EXERCISE AIM: Scan the entries for the word "NicheView", and copy every line where it appears.

(Collected data entries)
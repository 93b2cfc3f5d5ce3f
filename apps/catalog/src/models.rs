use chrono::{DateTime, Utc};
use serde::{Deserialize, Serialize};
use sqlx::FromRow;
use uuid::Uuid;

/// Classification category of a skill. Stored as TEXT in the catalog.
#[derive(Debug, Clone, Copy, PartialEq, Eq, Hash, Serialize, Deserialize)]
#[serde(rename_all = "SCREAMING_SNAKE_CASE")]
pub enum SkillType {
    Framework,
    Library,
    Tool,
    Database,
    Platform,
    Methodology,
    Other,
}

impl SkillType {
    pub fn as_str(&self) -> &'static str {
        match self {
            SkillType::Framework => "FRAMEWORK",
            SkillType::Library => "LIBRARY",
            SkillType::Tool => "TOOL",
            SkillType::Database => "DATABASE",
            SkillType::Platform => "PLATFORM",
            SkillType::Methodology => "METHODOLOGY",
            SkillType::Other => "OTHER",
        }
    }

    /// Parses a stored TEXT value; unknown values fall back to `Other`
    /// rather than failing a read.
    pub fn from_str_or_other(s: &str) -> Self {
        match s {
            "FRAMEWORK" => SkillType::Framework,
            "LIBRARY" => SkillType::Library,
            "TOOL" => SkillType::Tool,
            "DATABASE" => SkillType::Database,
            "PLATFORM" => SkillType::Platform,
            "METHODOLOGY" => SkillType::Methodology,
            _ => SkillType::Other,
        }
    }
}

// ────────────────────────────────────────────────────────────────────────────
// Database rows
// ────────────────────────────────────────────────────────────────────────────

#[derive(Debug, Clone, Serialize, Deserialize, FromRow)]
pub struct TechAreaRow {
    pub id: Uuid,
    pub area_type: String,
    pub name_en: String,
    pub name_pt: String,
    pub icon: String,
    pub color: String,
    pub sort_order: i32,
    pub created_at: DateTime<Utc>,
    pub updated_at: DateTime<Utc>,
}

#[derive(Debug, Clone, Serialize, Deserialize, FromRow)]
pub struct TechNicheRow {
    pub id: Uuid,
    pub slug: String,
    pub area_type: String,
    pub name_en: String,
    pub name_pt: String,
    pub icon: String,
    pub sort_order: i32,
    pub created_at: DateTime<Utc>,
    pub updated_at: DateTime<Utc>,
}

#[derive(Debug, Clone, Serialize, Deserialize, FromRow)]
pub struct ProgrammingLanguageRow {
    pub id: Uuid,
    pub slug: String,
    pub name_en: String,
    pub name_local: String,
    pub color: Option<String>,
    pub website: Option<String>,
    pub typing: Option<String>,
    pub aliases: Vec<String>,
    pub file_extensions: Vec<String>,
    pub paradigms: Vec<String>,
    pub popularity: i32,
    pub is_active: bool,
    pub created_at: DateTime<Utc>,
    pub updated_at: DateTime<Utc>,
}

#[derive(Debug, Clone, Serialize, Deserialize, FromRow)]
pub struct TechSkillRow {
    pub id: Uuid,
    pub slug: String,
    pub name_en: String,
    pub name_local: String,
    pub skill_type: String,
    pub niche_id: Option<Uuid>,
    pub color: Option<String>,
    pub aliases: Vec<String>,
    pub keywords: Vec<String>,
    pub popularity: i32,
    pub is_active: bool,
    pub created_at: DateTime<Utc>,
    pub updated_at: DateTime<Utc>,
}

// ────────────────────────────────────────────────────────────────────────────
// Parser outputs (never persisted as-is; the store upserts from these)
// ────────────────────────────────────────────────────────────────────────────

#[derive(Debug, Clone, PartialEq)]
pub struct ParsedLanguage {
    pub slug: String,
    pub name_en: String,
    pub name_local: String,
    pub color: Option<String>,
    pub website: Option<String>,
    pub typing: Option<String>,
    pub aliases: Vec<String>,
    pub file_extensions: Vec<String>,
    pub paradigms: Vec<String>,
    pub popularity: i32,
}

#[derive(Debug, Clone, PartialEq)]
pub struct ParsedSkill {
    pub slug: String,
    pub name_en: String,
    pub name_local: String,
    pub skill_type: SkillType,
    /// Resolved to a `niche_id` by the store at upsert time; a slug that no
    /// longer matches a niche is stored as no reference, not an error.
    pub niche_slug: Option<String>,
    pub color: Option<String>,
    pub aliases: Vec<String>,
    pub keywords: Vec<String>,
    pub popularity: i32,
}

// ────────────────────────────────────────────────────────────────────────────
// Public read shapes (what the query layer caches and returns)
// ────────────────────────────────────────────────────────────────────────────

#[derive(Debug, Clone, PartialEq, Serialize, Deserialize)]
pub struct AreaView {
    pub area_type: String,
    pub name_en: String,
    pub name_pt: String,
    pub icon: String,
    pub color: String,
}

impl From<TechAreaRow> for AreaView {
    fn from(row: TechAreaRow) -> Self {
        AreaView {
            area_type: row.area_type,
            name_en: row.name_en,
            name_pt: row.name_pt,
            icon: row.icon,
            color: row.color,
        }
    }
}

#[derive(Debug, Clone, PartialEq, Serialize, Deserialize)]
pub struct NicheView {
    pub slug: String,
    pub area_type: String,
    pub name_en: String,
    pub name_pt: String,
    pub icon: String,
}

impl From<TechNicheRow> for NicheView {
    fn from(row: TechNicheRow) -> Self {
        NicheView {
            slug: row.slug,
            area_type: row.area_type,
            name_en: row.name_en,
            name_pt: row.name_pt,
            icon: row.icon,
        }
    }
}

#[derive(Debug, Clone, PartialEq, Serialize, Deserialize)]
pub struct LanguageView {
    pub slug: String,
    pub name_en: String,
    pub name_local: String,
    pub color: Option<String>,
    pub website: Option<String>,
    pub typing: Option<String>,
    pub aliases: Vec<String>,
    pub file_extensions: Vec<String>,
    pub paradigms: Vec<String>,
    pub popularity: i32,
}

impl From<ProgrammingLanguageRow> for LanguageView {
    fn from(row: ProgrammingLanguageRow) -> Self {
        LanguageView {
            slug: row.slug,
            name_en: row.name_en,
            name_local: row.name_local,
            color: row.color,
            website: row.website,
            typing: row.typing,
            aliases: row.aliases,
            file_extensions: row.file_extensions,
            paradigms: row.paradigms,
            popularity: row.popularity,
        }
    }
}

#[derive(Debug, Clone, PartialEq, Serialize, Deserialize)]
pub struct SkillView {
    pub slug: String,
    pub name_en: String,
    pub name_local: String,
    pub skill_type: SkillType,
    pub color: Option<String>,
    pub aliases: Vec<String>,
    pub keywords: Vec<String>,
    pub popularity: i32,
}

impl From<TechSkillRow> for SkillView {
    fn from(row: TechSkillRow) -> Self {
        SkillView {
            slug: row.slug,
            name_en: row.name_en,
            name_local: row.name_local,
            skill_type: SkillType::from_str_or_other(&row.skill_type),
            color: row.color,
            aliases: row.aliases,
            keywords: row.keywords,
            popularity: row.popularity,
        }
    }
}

==

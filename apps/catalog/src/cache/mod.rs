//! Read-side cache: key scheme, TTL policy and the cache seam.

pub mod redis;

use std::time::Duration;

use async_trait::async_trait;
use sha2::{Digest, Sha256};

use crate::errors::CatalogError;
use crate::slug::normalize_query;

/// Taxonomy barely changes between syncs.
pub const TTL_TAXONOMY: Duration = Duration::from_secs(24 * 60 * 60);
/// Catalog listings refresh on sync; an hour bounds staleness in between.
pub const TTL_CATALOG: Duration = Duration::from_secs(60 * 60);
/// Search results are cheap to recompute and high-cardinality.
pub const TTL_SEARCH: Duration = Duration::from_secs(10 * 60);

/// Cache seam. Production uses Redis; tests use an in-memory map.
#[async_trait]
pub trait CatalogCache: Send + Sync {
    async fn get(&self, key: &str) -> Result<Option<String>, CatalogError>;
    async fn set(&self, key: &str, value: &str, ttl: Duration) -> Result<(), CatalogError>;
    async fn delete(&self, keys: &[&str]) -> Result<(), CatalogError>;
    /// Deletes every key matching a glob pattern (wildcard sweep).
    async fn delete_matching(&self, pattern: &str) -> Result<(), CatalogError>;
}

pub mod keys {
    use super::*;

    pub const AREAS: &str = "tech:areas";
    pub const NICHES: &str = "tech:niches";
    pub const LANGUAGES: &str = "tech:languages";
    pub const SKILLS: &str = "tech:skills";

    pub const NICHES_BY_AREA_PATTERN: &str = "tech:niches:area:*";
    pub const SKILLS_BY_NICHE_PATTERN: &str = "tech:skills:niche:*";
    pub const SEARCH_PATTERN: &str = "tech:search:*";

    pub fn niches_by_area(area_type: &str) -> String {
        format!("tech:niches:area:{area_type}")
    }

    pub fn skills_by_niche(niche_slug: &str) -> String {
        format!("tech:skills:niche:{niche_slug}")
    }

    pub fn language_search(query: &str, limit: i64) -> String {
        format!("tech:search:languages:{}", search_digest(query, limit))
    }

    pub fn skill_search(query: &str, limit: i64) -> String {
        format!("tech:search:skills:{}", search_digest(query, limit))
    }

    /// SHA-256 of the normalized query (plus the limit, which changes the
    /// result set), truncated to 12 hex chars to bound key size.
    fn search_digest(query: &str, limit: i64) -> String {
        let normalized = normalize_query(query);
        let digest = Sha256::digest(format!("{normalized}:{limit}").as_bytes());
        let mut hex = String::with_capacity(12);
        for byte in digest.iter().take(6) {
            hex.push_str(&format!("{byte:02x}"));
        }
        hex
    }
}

--

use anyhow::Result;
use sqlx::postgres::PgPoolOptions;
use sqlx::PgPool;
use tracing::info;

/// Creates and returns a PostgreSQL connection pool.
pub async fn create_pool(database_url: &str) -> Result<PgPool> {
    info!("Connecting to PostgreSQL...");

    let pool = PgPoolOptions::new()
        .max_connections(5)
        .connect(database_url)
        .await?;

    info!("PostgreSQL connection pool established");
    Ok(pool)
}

SOLUTION TO THIS TASK:
pub struct NicheView {
impl From<TechNicheRow> for NicheView {
        NicheView {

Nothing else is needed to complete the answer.